Your instructions → Among the entries below, find the lines with "transport" and copy them.

Content starts

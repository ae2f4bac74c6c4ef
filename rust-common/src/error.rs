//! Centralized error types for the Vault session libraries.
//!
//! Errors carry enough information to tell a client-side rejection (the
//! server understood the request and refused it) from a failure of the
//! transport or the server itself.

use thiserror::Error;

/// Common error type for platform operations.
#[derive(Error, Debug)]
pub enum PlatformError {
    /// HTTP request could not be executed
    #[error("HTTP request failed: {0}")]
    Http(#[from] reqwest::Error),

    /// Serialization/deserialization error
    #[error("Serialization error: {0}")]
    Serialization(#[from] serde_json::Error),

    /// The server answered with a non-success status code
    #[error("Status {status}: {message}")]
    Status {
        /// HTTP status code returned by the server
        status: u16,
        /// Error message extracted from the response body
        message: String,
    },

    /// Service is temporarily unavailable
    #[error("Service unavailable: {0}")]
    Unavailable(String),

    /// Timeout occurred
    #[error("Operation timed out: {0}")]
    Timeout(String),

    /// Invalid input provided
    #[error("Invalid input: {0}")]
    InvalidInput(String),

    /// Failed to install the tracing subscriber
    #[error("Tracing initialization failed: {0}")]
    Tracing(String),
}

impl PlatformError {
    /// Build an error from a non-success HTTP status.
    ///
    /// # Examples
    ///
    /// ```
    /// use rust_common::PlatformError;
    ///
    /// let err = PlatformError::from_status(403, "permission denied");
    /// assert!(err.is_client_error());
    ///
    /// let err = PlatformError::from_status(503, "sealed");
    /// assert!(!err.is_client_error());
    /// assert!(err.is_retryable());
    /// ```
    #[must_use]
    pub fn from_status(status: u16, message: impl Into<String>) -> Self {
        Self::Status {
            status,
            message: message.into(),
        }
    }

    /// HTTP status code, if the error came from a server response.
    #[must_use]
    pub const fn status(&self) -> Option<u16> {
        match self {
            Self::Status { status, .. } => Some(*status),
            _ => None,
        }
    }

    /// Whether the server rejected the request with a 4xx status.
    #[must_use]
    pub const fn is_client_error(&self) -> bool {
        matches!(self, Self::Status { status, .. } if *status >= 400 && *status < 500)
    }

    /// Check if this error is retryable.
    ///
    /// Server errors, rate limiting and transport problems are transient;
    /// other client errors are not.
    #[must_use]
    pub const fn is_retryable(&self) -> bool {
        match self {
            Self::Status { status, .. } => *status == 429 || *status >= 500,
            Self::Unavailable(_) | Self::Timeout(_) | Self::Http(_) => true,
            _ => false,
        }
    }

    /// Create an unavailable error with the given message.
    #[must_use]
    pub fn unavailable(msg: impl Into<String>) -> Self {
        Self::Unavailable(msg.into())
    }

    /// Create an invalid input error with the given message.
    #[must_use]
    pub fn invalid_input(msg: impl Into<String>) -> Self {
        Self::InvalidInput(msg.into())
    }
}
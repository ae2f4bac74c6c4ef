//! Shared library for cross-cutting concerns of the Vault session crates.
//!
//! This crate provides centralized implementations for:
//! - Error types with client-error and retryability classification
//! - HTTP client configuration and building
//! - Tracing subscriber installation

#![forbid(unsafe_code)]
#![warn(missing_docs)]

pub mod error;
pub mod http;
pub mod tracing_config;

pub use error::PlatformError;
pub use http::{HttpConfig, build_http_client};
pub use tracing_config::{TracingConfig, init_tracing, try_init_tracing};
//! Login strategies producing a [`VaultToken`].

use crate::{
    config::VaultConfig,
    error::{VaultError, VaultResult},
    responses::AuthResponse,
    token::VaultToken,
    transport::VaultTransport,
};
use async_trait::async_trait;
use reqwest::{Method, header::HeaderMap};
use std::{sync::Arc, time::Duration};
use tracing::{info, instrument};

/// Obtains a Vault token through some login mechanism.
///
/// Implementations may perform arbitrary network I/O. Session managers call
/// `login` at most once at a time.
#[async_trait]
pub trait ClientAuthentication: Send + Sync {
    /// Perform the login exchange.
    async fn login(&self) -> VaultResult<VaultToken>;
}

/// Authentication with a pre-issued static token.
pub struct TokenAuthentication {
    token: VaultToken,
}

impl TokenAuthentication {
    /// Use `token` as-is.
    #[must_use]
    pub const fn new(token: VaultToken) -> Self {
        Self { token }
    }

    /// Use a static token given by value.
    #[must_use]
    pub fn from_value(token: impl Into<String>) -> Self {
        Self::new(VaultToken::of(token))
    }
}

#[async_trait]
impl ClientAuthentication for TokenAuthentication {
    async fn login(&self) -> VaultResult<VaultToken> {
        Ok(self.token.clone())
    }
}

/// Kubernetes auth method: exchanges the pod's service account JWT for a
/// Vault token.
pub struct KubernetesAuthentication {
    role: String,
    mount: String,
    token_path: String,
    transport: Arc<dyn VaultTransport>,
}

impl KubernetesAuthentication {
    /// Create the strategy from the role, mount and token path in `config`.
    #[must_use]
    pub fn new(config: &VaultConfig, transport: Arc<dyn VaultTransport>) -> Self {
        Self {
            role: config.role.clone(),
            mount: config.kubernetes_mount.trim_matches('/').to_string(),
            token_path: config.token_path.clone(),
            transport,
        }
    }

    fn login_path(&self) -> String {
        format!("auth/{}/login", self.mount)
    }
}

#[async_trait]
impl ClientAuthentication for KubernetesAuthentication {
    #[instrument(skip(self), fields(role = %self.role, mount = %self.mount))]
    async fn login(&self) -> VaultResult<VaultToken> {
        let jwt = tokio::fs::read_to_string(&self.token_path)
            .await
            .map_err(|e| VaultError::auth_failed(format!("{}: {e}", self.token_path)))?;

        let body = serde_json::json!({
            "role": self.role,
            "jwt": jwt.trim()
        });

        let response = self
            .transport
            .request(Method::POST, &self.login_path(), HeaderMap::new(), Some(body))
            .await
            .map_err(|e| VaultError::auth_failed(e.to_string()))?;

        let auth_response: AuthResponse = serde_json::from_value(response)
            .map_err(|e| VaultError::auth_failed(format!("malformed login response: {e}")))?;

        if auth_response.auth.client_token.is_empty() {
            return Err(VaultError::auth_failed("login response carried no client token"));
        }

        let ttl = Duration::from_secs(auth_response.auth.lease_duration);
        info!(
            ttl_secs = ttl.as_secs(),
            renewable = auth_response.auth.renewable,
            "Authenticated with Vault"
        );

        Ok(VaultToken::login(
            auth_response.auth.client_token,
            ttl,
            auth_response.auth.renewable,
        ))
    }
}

Content ends
Content starts

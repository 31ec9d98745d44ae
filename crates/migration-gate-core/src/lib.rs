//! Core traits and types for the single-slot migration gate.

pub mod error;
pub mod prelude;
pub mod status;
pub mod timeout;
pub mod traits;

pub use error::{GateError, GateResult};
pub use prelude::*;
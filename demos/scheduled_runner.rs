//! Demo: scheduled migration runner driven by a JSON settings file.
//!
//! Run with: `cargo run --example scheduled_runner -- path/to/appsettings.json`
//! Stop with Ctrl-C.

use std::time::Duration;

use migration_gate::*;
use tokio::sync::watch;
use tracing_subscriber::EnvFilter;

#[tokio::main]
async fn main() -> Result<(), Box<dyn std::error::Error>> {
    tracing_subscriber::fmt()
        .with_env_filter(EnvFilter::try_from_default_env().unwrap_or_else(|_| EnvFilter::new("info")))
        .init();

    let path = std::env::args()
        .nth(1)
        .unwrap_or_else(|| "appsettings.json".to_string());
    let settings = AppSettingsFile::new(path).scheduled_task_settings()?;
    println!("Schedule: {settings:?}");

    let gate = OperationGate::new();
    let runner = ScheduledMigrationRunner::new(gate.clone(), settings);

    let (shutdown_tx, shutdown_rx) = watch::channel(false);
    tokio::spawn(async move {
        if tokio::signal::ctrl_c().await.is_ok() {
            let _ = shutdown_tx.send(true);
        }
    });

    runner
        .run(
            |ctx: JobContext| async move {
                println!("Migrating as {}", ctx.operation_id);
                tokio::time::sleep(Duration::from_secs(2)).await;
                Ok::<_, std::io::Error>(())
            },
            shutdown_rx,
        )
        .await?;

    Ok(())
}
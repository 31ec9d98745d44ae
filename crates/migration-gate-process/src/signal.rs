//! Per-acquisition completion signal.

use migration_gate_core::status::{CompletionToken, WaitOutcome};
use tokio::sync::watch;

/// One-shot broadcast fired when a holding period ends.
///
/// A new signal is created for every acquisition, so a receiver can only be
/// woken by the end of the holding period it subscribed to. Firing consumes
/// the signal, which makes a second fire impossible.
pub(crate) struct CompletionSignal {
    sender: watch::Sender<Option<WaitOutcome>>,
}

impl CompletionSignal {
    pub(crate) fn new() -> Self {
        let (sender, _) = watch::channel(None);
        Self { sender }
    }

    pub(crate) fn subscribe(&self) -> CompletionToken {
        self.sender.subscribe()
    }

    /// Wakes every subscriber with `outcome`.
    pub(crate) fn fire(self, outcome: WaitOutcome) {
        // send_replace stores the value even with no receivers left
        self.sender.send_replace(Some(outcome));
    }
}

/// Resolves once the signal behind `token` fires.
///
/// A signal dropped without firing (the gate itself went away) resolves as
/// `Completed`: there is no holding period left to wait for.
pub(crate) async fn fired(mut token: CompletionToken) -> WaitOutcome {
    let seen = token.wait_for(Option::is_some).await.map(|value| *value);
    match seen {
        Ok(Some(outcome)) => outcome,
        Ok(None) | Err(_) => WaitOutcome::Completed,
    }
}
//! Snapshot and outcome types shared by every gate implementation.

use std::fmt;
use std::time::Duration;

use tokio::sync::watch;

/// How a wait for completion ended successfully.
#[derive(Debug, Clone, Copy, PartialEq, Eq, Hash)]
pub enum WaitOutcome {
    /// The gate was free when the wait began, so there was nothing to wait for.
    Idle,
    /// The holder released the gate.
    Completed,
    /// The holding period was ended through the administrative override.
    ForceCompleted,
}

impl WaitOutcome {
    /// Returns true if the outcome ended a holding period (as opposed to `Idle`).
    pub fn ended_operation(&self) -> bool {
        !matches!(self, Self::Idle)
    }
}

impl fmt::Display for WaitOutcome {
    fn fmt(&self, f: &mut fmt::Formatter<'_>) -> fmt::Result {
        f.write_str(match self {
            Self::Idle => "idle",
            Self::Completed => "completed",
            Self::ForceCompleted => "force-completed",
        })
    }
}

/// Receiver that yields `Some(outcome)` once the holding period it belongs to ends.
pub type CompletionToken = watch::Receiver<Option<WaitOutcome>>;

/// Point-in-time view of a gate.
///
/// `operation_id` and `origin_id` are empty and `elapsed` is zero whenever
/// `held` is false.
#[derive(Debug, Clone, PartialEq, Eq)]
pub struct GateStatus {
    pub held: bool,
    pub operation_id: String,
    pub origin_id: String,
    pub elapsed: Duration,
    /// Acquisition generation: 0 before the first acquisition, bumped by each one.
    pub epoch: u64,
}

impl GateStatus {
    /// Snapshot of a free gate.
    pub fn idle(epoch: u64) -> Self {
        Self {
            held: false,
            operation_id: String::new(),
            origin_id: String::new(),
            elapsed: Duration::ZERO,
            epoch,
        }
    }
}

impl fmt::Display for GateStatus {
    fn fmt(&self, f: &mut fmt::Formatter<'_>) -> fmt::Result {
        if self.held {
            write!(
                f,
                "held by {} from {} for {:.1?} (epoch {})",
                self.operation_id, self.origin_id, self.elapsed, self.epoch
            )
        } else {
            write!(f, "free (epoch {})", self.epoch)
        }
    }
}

Content ends
Content starts

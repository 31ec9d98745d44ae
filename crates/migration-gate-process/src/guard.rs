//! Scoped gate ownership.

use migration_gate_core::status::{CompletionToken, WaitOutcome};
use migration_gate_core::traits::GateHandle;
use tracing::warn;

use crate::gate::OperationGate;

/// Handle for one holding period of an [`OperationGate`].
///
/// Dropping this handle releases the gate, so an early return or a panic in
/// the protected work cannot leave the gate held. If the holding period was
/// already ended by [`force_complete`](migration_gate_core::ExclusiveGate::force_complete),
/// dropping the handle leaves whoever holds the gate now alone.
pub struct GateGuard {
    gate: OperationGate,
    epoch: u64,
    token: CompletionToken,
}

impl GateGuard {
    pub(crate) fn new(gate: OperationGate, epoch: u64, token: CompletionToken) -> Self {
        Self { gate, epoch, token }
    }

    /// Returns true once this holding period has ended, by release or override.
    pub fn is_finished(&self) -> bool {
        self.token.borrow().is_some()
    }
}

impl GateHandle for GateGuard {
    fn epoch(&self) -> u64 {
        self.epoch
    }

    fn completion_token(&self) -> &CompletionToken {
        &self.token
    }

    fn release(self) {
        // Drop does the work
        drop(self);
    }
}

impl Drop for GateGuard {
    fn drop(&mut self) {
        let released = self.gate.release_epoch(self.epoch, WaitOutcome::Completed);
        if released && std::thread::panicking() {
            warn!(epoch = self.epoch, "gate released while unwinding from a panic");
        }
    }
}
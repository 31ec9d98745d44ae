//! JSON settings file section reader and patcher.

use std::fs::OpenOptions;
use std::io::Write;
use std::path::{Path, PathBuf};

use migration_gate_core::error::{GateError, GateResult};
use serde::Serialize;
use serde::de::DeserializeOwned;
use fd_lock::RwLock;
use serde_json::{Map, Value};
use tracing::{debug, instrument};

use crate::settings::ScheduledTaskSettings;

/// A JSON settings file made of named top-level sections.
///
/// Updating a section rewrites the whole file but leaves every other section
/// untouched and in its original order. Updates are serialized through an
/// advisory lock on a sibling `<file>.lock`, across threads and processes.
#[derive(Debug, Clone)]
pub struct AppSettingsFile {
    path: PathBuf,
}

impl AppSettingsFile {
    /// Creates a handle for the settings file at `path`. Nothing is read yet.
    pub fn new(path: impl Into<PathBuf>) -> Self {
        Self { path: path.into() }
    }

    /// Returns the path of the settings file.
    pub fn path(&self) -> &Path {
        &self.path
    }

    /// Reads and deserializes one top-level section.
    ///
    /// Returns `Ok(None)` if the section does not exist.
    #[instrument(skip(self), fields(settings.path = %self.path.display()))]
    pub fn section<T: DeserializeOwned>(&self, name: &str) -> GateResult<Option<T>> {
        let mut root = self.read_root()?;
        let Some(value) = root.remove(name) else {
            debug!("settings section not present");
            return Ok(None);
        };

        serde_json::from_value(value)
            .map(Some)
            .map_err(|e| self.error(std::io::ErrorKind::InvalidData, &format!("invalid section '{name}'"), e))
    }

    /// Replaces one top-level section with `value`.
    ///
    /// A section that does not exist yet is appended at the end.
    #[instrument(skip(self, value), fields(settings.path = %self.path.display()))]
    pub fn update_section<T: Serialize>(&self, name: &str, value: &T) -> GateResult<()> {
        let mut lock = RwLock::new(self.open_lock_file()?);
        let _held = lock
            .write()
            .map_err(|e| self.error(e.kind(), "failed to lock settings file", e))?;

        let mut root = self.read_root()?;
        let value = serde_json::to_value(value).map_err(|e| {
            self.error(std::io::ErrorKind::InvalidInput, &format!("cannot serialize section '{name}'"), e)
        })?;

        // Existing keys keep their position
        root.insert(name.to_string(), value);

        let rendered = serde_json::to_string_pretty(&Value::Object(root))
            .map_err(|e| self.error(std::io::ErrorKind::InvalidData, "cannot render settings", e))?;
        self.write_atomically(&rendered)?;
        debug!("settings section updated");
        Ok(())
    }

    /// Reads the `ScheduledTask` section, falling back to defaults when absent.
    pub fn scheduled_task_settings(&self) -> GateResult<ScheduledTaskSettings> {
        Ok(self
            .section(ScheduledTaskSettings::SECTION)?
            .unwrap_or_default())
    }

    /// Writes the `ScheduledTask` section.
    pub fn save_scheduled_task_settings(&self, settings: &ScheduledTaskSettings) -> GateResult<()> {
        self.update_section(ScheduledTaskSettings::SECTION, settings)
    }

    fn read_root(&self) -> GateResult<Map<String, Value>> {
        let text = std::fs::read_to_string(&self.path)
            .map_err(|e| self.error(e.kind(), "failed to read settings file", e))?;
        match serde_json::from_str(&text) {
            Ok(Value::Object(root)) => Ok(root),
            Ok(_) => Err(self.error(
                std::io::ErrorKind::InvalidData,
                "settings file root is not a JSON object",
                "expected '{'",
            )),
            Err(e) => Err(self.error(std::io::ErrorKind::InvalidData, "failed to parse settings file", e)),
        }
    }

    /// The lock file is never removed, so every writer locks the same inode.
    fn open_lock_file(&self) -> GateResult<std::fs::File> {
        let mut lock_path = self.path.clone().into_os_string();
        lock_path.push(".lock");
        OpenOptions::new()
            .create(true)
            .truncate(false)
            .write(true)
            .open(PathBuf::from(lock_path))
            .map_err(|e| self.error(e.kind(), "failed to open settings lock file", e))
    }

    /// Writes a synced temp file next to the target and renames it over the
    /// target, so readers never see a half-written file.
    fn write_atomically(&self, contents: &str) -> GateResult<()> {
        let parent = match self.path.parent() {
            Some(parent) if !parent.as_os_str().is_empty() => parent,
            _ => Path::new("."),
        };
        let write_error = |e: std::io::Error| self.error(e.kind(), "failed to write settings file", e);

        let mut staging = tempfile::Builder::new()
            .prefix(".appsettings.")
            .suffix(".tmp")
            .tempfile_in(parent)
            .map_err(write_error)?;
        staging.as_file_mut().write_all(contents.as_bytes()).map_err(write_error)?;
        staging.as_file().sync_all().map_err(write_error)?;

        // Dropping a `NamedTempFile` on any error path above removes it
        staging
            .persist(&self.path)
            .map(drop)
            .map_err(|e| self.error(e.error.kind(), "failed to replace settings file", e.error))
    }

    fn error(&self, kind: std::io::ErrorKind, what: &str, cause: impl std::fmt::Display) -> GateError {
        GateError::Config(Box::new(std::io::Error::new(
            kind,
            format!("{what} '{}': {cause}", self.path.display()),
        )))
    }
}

Content ends

Task response →
//! transport or the server itself.
    /// Server errors, rate limiting and transport problems are transient;
    transport::VaultTransport,
    transport: Arc<dyn VaultTransport>,
    pub fn new(config: &VaultConfig, transport: Arc<dyn VaultTransport>) -> Self {
            transport,
            .transport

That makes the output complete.